## WORK INSTRUCTION:
Check every line of the material below for the string "FontMetrics", and return the ones that have it.

## EXTRACTED MATERIAL:
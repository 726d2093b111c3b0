//! The layout algorithm: block stacking and greedy line breaking.
//!
//! Boxes are created top-down and positioned in the same walk: a box's
//! `x`, `y` and `width` depend only on its parent and previous sibling, which
//! are always finished first, and its `height` is set once its children are
//! done.

use kestrel_common::Settings;
use kestrel_common::warning::warn_once;
use kestrel_dom::{DomTree, NodeData, NodeId};

use super::{BoxId, BoxKind, FontMetrics, FontSpec, LayoutBox, LayoutTree};
use crate::style::{ComputedStyle, StyleMap};

/// Tags that make their parent lay out in block mode.
///
/// [WHATWG HTML § 15.3.3 Flow content](https://html.spec.whatwg.org/multipage/rendering.html#flow-content-3)
pub const BLOCK_ELEMENTS: &[&str] = &[
    "html", "body", "article", "section", "nav", "aside", "h1", "h2", "h3", "h4", "h5", "h6",
    "hgroup", "header", "footer", "address", "p", "hr", "pre", "blockquote", "ol", "ul", "menu",
    "li", "dl", "dt", "dd", "figure", "figcaption", "main", "div", "table", "form", "fieldset",
    "legend", "details", "summary",
];

/// Leading applied to the tallest ascent and descent on a line.
const LINE_LEADING: f32 = 1.25;

/// Lay out the document.
///
/// Pure: the result depends only on the tree, the styles, the metrics
/// provider, the settings and the zoom factor. Malformed `width`/`height`
/// values are ignored and never abort layout.
#[must_use]
pub fn layout(
    tree: &DomTree,
    styles: &StyleMap,
    metrics: &dyn FontMetrics,
    settings: &Settings,
    zoom: f32,
) -> LayoutTree {
    let mut builder = LayoutBuilder {
        dom: tree,
        styles,
        metrics,
        settings,
        zoom,
        boxes: Vec::new(),
    };
    builder.layout_document();
    let tree = LayoutTree {
        boxes: builder.boxes,
        zoom,
    };
    log::debug!(
        target: "kestrel::layout",
        "laid out {} boxes, document height {}",
        tree.boxes.len(),
        tree.height()
    );
    tree
}

/// Block or inline formatting for a node's content.
#[derive(Debug, Clone, Copy, PartialEq, Eq)]
enum Mode {
    Block,
    Inline,
}

struct LayoutBuilder<'a> {
    dom: &'a DomTree,
    styles: &'a StyleMap,
    metrics: &'a dyn FontMetrics,
    settings: &'a Settings,
    zoom: f32,
    boxes: Vec<LayoutBox>,
}

impl<'a> LayoutBuilder<'a> {
    fn push(
        &mut self,
        kind: BoxKind,
        node: NodeId,
        parent: Option<BoxId>,
        previous: Option<BoxId>,
    ) -> BoxId {
        let id = self.boxes.len();
        self.boxes.push(LayoutBox {
            kind,
            node,
            parent,
            previous,
            children: Vec::new(),
            x: 0.0,
            y: 0.0,
            width: 0.0,
            height: 0.0,
        });
        if let Some(parent) = parent {
            self.boxes[parent].children.push(id);
        }
        id
    }

    fn style(&self, node: NodeId) -> Option<&'a ComputedStyle> {
        self.styles.get(&node)
    }

    fn font(&self, node: NodeId) -> FontSpec {
        self.style(node)
            .map_or_else(|| ComputedStyle::new().font(self.zoom), |s| s.font(self.zoom))
    }

    /// Convert CSS pixels to device pixels.
    fn dpx(&self, css_px: f32) -> f32 {
        css_px * self.zoom
    }

    fn layout_document(&mut self) {
        let root = self.dom.root();
        let document = self.push(BoxKind::Document, root, None, None);
        let h_step = self.dpx(self.settings.h_step);
        let v_step = self.dpx(self.settings.v_step);
        {
            let doc = &mut self.boxes[document];
            doc.x = h_step;
            doc.y = v_step;
            doc.width = self.settings.viewport_width - 2.0 * h_step;
        }
        let kind = self.block_kind(root);
        let child = self.push(kind, root, Some(document), None);
        self.layout_block(child);
        self.boxes[document].height = self.boxes[child].height + 2.0 * v_step;
    }

    fn mode(&self, node: NodeId) -> Mode {
        let Some(element) = self.dom.as_element(node) else {
            return Mode::Inline;
        };
        let children = self.dom.children(node);
        let has_block_child = children.iter().any(|&child| {
            self.dom
                .tag_name(child)
                .is_some_and(|tag| BLOCK_ELEMENTS.contains(&tag))
        });
        if has_block_child {
            Mode::Block
        } else if !children.is_empty() || element.tag_name == "input" {
            Mode::Inline
        } else {
            Mode::Block
        }
    }

    fn block_kind(&self, node: NodeId) -> BoxKind {
        match self.mode(node) {
            Mode::Block => BoxKind::Block,
            Mode::Inline => BoxKind::Inline,
        }
    }

    /// Position a `Block` or `Inline` box, lay out its content, then size it.
    fn layout_block(&mut self, id: BoxId) {
        let (node, parent, previous) = {
            let b = &self.boxes[id];
            (b.node, b.parent, b.previous)
        };
        let (parent_x, parent_y, parent_width) = parent.map_or((0.0, 0.0, 0.0), |p| {
            let p = &self.boxes[p];
            (p.x, p.y, p.width)
        });
        let y = previous.map_or(parent_y, |prev| {
            let prev = &self.boxes[prev];
            prev.y + prev.height
        });
        let style = self.style(node);
        let width = style
            .and_then(ComputedStyle::width)
            .map_or(parent_width, |w| self.dpx(w));
        let explicit_height = style.and_then(ComputedStyle::height).map(|h| self.dpx(h));
        warn_malformed(style, "width");
        warn_malformed(style, "height");
        {
            let b = &mut self.boxes[id];
            b.x = parent_x;
            b.y = y;
            b.width = width;
        }

        if self.boxes[id].kind == BoxKind::Block {
            let mut previous = None;
            let children: Vec<NodeId> = self.dom.children(node).to_vec();
            for child in children {
                let kind = self.block_kind(child);
                previous = Some(self.push(kind, child, Some(id), previous));
            }
            for child in self.boxes[id].children.clone() {
                self.layout_block(child);
            }
        } else {
            let mut cursor_x = 0.0;
            self.new_line(id, &mut cursor_x);
            self.recurse(id, node, &mut cursor_x);
            for line in self.boxes[id].children.clone() {
                self.layout_line(line);
            }
        }

        let content_height: f32 = self.boxes[id]
            .children
            .iter()
            .map(|&c| self.boxes[c].height)
            .sum();
        self.boxes[id].height = explicit_height.unwrap_or(content_height);
    }

    fn new_line(&mut self, block: BoxId, cursor_x: &mut f32) {
        *cursor_x = 0.0;
        let last_line = self.boxes[block].children.last().copied();
        let node = self.boxes[block].node;
        let _ = self.push(BoxKind::Line, node, Some(block), last_line);
    }

    /// The current line, starting a new one first if `width` does not fit in
    /// what is left of it.
    fn line_for(&mut self, block: BoxId, width: f32, cursor_x: &mut f32) -> BoxId {
        let line = self.current_line(block);
        let line_has_content = !self.boxes[line].children.is_empty();
        if line_has_content && *cursor_x + width > self.boxes[block].width {
            self.new_line(block, cursor_x);
            return self.current_line(block);
        }
        line
    }

    fn current_line(&self, block: BoxId) -> BoxId {
        // `layout_block` opens a line before recursing, so there is always one.
        self.boxes[block].children.last().copied().unwrap_or(block)
    }

    fn recurse(&mut self, block: BoxId, node: NodeId, cursor_x: &mut f32) {
        let dom = self.dom;
        match dom.get(node).map(|n| &n.data) {
            Some(NodeData::Text(text)) => {
                let words: Vec<String> = text.split_whitespace().map(str::to_string).collect();
                for word in words {
                    self.word(block, node, word, cursor_x);
                }
            }
            Some(NodeData::Element(element)) => match element.tag_name.as_str() {
                "br" => self.new_line(block, cursor_x),
                "input" | "button" => self.input(block, node, cursor_x),
                _ => {
                    for &child in dom.children(node) {
                        self.recurse(block, child, cursor_x);
                    }
                }
            },
            None => {}
        }
    }

    fn word(&mut self, block: BoxId, node: NodeId, word: String, cursor_x: &mut f32) {
        let font = self.font(node);
        let width = self.metrics.measure(&word, &font);
        let line = self.line_for(block, width, cursor_x);
        let previous = self.boxes[line].children.last().copied();
        let _ = self.push(BoxKind::Text { word, font }, node, Some(line), previous);
        *cursor_x += width + self.metrics.measure(" ", &font);
    }

    fn input(&mut self, block: BoxId, node: NodeId, cursor_x: &mut f32) {
        let font = self.font(node);
        let width = self.dpx(self.settings.input_width);
        let line = self.line_for(block, width, cursor_x);
        let previous = self.boxes[line].children.last().copied();
        let text = self.input_text(node);
        let text_width = self.metrics.measure(&text, &font);
        let kind = BoxKind::Input {
            font,
            text,
            text_width,
        };
        let _ = self.push(kind, node, Some(line), previous);
        *cursor_x += width + self.metrics.measure(" ", &font);
    }

    /// An input shows its `value`; a button shows its single text child.
    fn input_text(&self, node: NodeId) -> String {
        let Some(element) = self.dom.as_element(node) else {
            return String::new();
        };
        if element.tag_name == "input" {
            return element.attr("value").unwrap_or_default().to_string();
        }
        let children = self.dom.children(node);
        match children {
            [only] => self
                .dom
                .as_text(*only)
                .map(str::to_string)
                .unwrap_or_default(),
            [] => String::new(),
            _ => {
                warn_once("Layout", "ignoring markup inside <button>");
                String::new()
            }
        }
    }

    /// Position a line and its atoms.
    ///
    /// [§ 10.8 Line height calculations](https://www.w3.org/TR/CSS2/visudet.html#line-height)
    fn layout_line(&mut self, line: BoxId) {
        let (parent, previous) = {
            let b = &self.boxes[line];
            (b.parent, b.previous)
        };
        let Some(parent) = parent else {
            return;
        };
        let (x, parent_y, width) = {
            let p = &self.boxes[parent];
            (p.x, p.y, p.width)
        };
        let y = previous.map_or(parent_y, |prev| {
            let prev = &self.boxes[prev];
            prev.y + prev.height
        });
        {
            let b = &mut self.boxes[line];
            b.x = x;
            b.y = y;
            b.width = width;
        }

        let atoms = self.boxes[line].children.clone();
        if atoms.is_empty() {
            self.boxes[line].height = 0.0;
            return;
        }
        for &atom in &atoms {
            self.layout_atom(atom, x);
        }

        let mut max_ascent: f32 = 0.0;
        let mut max_descent: f32 = 0.0;
        for &atom in &atoms {
            let font = atom_font(&self.boxes[atom]);
            max_ascent = max_ascent.max(self.metrics.ascent(&font));
            max_descent = max_descent.max(self.metrics.descent(&font));
        }
        let baseline = LINE_LEADING.mul_add(max_ascent, y);
        for &atom in &atoms {
            let font = atom_font(&self.boxes[atom]);
            self.boxes[atom].y = baseline - self.metrics.ascent(&font);
        }
        self.boxes[line].height = LINE_LEADING * (max_ascent + max_descent);
    }

    /// Size an atom and chain its `x` off the previous atom's right edge plus
    /// one space in the previous atom's font.
    fn layout_atom(&mut self, atom: BoxId, line_x: f32) {
        let (kind, node, previous) = {
            let b = &self.boxes[atom];
            (b.kind.clone(), b.node, b.previous)
        };
        let x = previous.map_or(line_x, |prev| {
            let prev = &self.boxes[prev];
            let space = self.metrics.measure(" ", &atom_font(prev));
            prev.x + prev.width + space
        });
        let (width, height) = match &kind {
            BoxKind::Text { word, font } => {
                (self.metrics.measure(word, font), self.metrics.line_spacing(font))
            }
            BoxKind::Input { font, .. } => {
                let explicit = self
                    .style(node)
                    .and_then(ComputedStyle::height)
                    .map(|h| self.dpx(h));
                (
                    self.dpx(self.settings.input_width),
                    explicit.unwrap_or_else(|| self.metrics.line_spacing(font)),
                )
            }
            _ => (0.0, 0.0),
        };
        let b = &mut self.boxes[atom];
        b.x = x;
        b.width = width;
        b.height = height;
    }
}

fn atom_font(layout_box: &LayoutBox) -> FontSpec {
    match &layout_box.kind {
        BoxKind::Text { font, .. } | BoxKind::Input { font, .. } => *font,
        _ => FontSpec::default(),
    }
}

/// Report a declared size we could not read. The box falls back to its
/// container default.
fn warn_malformed(style: Option<&ComputedStyle>, property: &str) {
    let Some(value) = style.and_then(|s| s.get(property)) else {
        return;
    };
    if value != "auto" && crate::values::parse_px(value).is_none() {
        warn_once("Layout", &format!("ignoring {property}: {value}"));
    }
}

## WRITTEN SOLUTION:
use super::{BoxId, BoxKind, FontMetrics, FontSpec, LayoutBox, LayoutTree};
    metrics: &dyn FontMetrics,
    metrics: &'a dyn FontMetrics,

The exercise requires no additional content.